I'm praying for change too. But if this, and me pursuing divorce doesn't motivate him to make changes, I don't know what will.

The counsellor said that he kind of created a second persona who could do all this hidden stuff. I feel like he's shut the real him away in a box because he can't face up to his actions, because he hates his real self. And so he's let this new persona take over. He learnt all the right things to say and even made short term changes, but they never lasted and he never fought for our marriage, only did things passively, never did anything I hadn't asked (and didn't do all of that).

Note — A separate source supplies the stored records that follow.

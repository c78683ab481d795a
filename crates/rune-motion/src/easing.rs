//! Easing functions for animation timing.
//!
//! This module implements the CSS timing functions plus the named curves of
//! the widget animation library:
//! - Linear
//! - Ease, EaseIn, EaseOut, EaseInOut (standard CSS curves)
//! - CubicBezier (custom bezier curves)
//! - Steps (stepped animations)
//! - Smooth, Crisp, Spring, Elastic, Bounce (library curves)
//! - InCubic, InOutCubic
//!
//! # Overshoot
//!
//! `Spring` and `Elastic` leave the `0.0..=1.0` output range on their way to
//! 1.0. Everything that consumes eased progress (interpolation, property
//! writes) must tolerate those intermediate values.
//!
//! # Usage
//!
//! ```
//! use rune_motion::easing::EasingFunction;
//!
//! let ease = EasingFunction::Smooth;
//! let progress = ease.evaluate(0.5);
//! assert!(progress > 0.5);
//!
//! let spring: EasingFunction = "spring".parse().unwrap();
//! assert!(spring.overshoots());
//! ```

use std::f32::consts::PI;
use std::str::FromStr;

use serde::{Deserialize, Serialize};

use crate::error::MotionError;

/// Position for stepped animations.
#[derive(Debug, Clone, Copy, PartialEq, Default, Serialize, Deserialize)]
#[serde(rename_all = "snake_case")]
pub enum StepPosition {
    /// Jump at the start of each interval (CSS `jump-start` / `start`).
    Start,
    /// Jump at the end of each interval (CSS `jump-end` / `end`).
    #[default]
    End,
}

/// Easing function for animation timing.
///
/// Easing functions map a linear progress value (0.0 to 1.0) to an eased
/// output value, controlling the rate of change over time.
#[derive(Debug, Clone, Copy, PartialEq, Default, Serialize, Deserialize)]
#[serde(tag = "type", rename_all = "snake_case")]
pub enum EasingFunction {
    /// Linear interpolation (no easing).
    Linear,

    /// CSS `ease` - Slow start, fast middle, slow end.
    Ease,

    /// CSS `ease-in` - Slow start, accelerating.
    EaseIn,

    /// CSS `ease-out` - Fast start, decelerating.
    EaseOut,

    /// CSS `ease-in-out` - Slow start and end, fast middle.
    EaseInOut,

    /// Decelerating cubic (out-cubic). The default library curve.
    #[default]
    Smooth,

    /// Sharper deceleration (out-quart), used for quick feedback.
    Crisp,

    /// Overshoots past 1.0 then settles (out-back).
    Spring,

    /// Damped oscillation around 1.0 (out-elastic).
    Elastic,

    /// Bounces against 1.0 like a dropped ball (out-bounce).
    Bounce,

    /// Accelerating cubic (in-cubic).
    InCubic,

    /// Cubic acceleration then deceleration (in-out-cubic).
    InOutCubic,

    /// Custom cubic bezier curve.
    /// Parameters: (x1, y1, x2, y2) - control points.
    /// x values are in [0, 1], y values can be any float.
    CubicBezier { x1: f32, y1: f32, x2: f32, y2: f32 },

    /// Stepped animation with discrete jumps.
    Steps { count: u32, position: StepPosition },
}

impl EasingFunction {
    /// Evaluate the easing function at the given progress.
    ///
    /// The input is clamped to `0.0..=1.0`. The output is exactly 0.0 at the
    /// start and 1.0 at the end, and may leave that range in between for
    /// overshooting curves.
    pub fn evaluate(&self, t: f32) -> f32 {
        let t = t.clamp(0.0, 1.0);

        match self {
            Self::Linear => t,
            Self::Ease => cubic_bezier(0.25, 0.1, 0.25, 1.0, t),
            Self::EaseIn => cubic_bezier(0.42, 0.0, 1.0, 1.0, t),
            Self::EaseOut => cubic_bezier(0.0, 0.0, 0.58, 1.0, t),
            Self::EaseInOut => cubic_bezier(0.42, 0.0, 0.58, 1.0, t),
            Self::Smooth => 1.0 - (1.0 - t).powi(3),
            Self::Crisp => 1.0 - (1.0 - t).powi(4),
            Self::Spring => out_back(t),
            Self::Elastic => out_elastic(t),
            Self::Bounce => out_bounce(t),
            Self::InCubic => t * t * t,
            Self::InOutCubic => {
                if t < 0.5 {
                    4.0 * t * t * t
                } else {
                    1.0 - (-2.0 * t + 2.0).powi(3) / 2.0
                }
            }
            Self::CubicBezier { x1, y1, x2, y2 } => cubic_bezier(*x1, *y1, *x2, *y2, t),
            Self::Steps { count, position } => stepped(*count, *position, t),
        }
    }

    /// Returns true if the curve leaves `0.0..=1.0` between its endpoints.
    pub fn overshoots(&self) -> bool {
        match self {
            Self::Spring | Self::Elastic => true,
            Self::CubicBezier { y1, y2, .. } => !(0.0..=1.0).contains(y1) || !(0.0..=1.0).contains(y2),
            _ => false,
        }
    }

    /// Create a custom cubic bezier easing function.
    ///
    /// The x control values are clamped to `[0, 1]` so the curve stays a
    /// function of time.
    pub fn cubic_bezier(x1: f32, y1: f32, x2: f32, y2: f32) -> Self {
        Self::CubicBezier {
            x1: x1.clamp(0.0, 1.0),
            y1,
            x2: x2.clamp(0.0, 1.0),
            y2,
        }
    }

    /// Create a stepped easing function. A count of zero is treated as one.
    pub fn steps(steps: u32, position: StepPosition) -> Self {
        Self::Steps {
            count: steps.max(1),
            position,
        }
    }
}

impl FromStr for EasingFunction {
    type Err = MotionError;

    fn from_str(name: &str) -> Result<Self, Self::Err> {
        let easing = match name.trim().to_ascii_lowercase().replace('_', "-").as_str() {
            "linear" => Self::Linear,
            "ease" => Self::Ease,
            "ease-in" => Self::EaseIn,
            "ease-out" => Self::EaseOut,
            "ease-in-out" => Self::EaseInOut,
            "smooth" | "out-cubic" => Self::Smooth,
            "crisp" | "out-quart" => Self::Crisp,
            "spring" | "out-back" => Self::Spring,
            "elastic" | "out-elastic" => Self::Elastic,
            "bounce" | "out-bounce" => Self::Bounce,
            "in-cubic" => Self::InCubic,
            "in-out-cubic" => Self::InOutCubic,
            other => return Err(MotionError::Config(format!("unknown easing curve '{other}'"))),
        };
        Ok(easing)
    }
}

/// Out-back with the conventional overshoot constant (about 10%).
fn out_back(t: f32) -> f32 {
    const S: f32 = 1.70158;
    let u = t - 1.0;
    u * u * ((S + 1.0) * u + S) + 1.0
}

/// Out-elastic with amplitude 1 and period 0.3.
fn out_elastic(t: f32) -> f32 {
    const PERIOD: f32 = 0.3;
    if t <= 0.0 {
        return 0.0;
    }
    if t >= 1.0 {
        return 1.0;
    }
    let s = PERIOD / 4.0;
    2.0_f32.powf(-10.0 * t) * ((t - s) * (2.0 * PI) / PERIOD).sin() + 1.0
}

fn out_bounce(t: f32) -> f32 {
    const N: f32 = 7.5625;
    const D: f32 = 2.75;
    if t < 1.0 / D {
        N * t * t
    } else if t < 2.0 / D {
        let t = t - 1.5 / D;
        N * t * t + 0.75
    } else if t < 2.5 / D {
        let t = t - 2.25 / D;
        N * t * t + 0.9375
    } else {
        let t = t - 2.625 / D;
        N * t * t + 0.984375
    }
}

/// Evaluate a cubic bezier curve at time t.
///
/// This implementation uses Newton-Raphson iteration to find the t parameter
/// on the bezier curve corresponding to the input progress, then evaluates
/// the y coordinate at that point.
fn cubic_bezier(x1: f32, y1: f32, x2: f32, y2: f32, progress: f32) -> f32 {
    if progress <= 0.0 {
        return 0.0;
    }
    if progress >= 1.0 {
        return 1.0;
    }

    let t = solve_bezier_x(x1, x2, progress);
    bezier_y(y1, y2, t)
}

/// Solve for t in the bezier x equation using Newton-Raphson iteration.
fn solve_bezier_x(x1: f32, x2: f32, target_x: f32) -> f32 {
    let mut t = target_x;

    for _ in 0..8 {
        let x = bezier_x(x1, x2, t) - target_x;
        if x.abs() < 1e-6 {
            break;
        }

        let dx = bezier_x_derivative(x1, x2, t);
        if dx.abs() < 1e-6 {
            break;
        }

        t -= x / dx;
        t = t.clamp(0.0, 1.0);
    }

    t
}

/// x(t) = 3(1-t)²t·x1 + 3(1-t)t²·x2 + t³
#[inline]
fn bezier_x(x1: f32, x2: f32, t: f32) -> f32 {
    let t2 = t * t;
    let t3 = t2 * t;
    let mt = 1.0 - t;
    let mt2 = mt * mt;

    3.0 * mt2 * t * x1 + 3.0 * mt * t2 * x2 + t3
}

#[inline]
fn bezier_y(y1: f32, y2: f32, t: f32) -> f32 {
    let t2 = t * t;
    let t3 = t2 * t;
    let mt = 1.0 - t;
    let mt2 = mt * mt;

    3.0 * mt2 * t * y1 + 3.0 * mt * t2 * y2 + t3
}

/// dx/dt = 3(1-t)²·x1 + 6(1-t)t·(x2-x1) + 3t²·(1-x2)
#[inline]
fn bezier_x_derivative(x1: f32, x2: f32, t: f32) -> f32 {
    let mt = 1.0 - t;
    3.0 * mt * mt * x1 + 6.0 * mt * t * (x2 - x1) + 3.0 * t * t * (1.0 - x2)
}

fn stepped(steps: u32, position: StepPosition, t: f32) -> f32 {
    let steps_f = steps.max(1) as f32;

    match position {
        StepPosition::Start => (t * steps_f).ceil() / steps_f,
        StepPosition::End => (t * steps_f).floor() / steps_f,
    }
}

static_assertions::assert_impl_all!(EasingFunction: Send, Sync);
/// Two-phase transition for one target: out to the midpoint and back.
///
/// Fade runs opacity from 1.0 down to [`FADE_LOW_OPACITY`] and back to 1.0,
/// whatever the live opacity is. Slide shifts the geometry right by
/// [`SLIDE_DISTANCE`] and morph grows it by [`MORPH_GROWTH`] on each edge.
/// Each phase takes half of `duration_ms`. Instant returns `Ok(None)`.
pub fn component_transition(
    ctx: &MotionContext,
    target: &TargetRef,
    kind: TransitionKind,
    duration_ms: u64,
) -> Result<Option<Animation>> {
    let phase = duration_ms / 2;
    let (property, seq) = match kind {
        TransitionKind::Instant => return Ok(None),
        TransitionKind::Fade => {
            let seq = Sequence::new(ctx)
                .add(tween(ctx, target, AnimatableProperty::Opacity, 1.0, FADE_LOW_OPACITY, phase, EasingFunction::Smooth)?)
                .add(tween(ctx, target, AnimatableProperty::Opacity, FADE_LOW_OPACITY, 1.0, phase, EasingFunction::Smooth)?);
            (AnimatableProperty::Opacity, seq)
        }
        TransitionKind::Slide | TransitionKind::Morph => {
            let rest = geometry(target)?;
            let shifted = if kind == TransitionKind::Slide {
                rest.translated(SLIDE_DISTANCE, 0.0)
            } else {
                rest.adjusted(-MORPH_GROWTH, -MORPH_GROWTH, MORPH_GROWTH, MORPH_GROWTH)
            };
            let seq = Sequence::new(ctx)
                .add(tween(ctx, target, AnimatableProperty::Geometry, rest, shifted, phase, EasingFunction::Smooth)?)
                .add(tween(ctx, target, AnimatableProperty::Geometry, shifted, rest, phase, EasingFunction::Smooth)?);
            (AnimatableProperty::Geometry, seq)
        }
    };
    Ok(Some(claim(ctx, target, property, seq.into())))
}

/// Participant that plays [`component_transition`] on a single target.
#[derive(Debug, Clone)]
pub struct ThemedTarget {
    target: TargetRef,
}

impl ThemedTarget {
    pub fn new(target: TargetRef) -> Self {
        Self { target }
    }

    pub fn target(&self) -> &TargetRef {
        &self.target
    }
}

Each time counselling got too close, he stopped it for a new type. But our new MC wouldn't let him try to blame me etc and I think it shook him, she might see through him. I think that's why he suddenly became so very distant this week straight after MC.

As long as he lets the A persona take charge, nothing is going to change. It's the easy option for him. Easier to break up our marriage and family than to face himself and own what he has done and actually work on making changes. It's so very sad.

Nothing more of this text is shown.